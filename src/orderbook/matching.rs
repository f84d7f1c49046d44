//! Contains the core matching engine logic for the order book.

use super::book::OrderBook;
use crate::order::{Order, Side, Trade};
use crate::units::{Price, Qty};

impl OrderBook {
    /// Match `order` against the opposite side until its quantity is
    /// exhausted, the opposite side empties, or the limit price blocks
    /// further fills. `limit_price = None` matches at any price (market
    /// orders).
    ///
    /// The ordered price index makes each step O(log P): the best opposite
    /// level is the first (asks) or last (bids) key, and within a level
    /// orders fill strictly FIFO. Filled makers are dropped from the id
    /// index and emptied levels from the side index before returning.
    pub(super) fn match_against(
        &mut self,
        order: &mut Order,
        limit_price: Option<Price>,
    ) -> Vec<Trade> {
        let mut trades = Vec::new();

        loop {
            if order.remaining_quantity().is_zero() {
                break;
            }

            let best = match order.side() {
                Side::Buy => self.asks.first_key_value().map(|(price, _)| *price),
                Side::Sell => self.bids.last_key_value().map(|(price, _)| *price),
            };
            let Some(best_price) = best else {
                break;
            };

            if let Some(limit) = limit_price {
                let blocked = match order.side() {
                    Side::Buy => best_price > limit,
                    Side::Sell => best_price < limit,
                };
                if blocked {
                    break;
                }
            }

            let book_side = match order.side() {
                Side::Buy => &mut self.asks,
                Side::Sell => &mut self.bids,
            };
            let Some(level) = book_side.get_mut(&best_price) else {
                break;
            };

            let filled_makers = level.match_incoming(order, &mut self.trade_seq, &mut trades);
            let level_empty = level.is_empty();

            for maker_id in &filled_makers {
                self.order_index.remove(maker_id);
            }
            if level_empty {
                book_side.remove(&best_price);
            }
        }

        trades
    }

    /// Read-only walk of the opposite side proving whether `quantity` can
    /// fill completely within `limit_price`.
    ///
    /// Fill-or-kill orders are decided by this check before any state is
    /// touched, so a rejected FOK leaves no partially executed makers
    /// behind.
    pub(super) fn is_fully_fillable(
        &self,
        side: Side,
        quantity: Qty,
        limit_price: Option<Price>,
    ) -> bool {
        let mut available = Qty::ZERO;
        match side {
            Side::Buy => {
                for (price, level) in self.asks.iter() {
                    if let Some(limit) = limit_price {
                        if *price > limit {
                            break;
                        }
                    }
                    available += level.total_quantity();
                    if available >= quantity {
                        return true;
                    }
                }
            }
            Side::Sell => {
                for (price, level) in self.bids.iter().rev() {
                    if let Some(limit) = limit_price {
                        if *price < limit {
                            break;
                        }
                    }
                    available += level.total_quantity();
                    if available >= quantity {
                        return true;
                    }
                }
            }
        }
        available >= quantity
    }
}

Aim of the exercise
Return, unchanged, the run of lines above that opens with the line containing "Side::Sell => best_price" and closes with the line containing "let level_empty = level.is_empty();". Include both.

Written solution
                    Side::Sell => best_price < limit,
                };
                if blocked {
                    break;
                }
            }

            let book_side = match order.side() {
                Side::Buy => &mut self.asks,
                Side::Sell => &mut self.bids,
            };
            let Some(level) = book_side.get_mut(&best_price) else {
                break;
            };

            let filled_makers = level.match_incoming(order, &mut self.trade_seq, &mut trades);
            let level_empty = level.is_empty();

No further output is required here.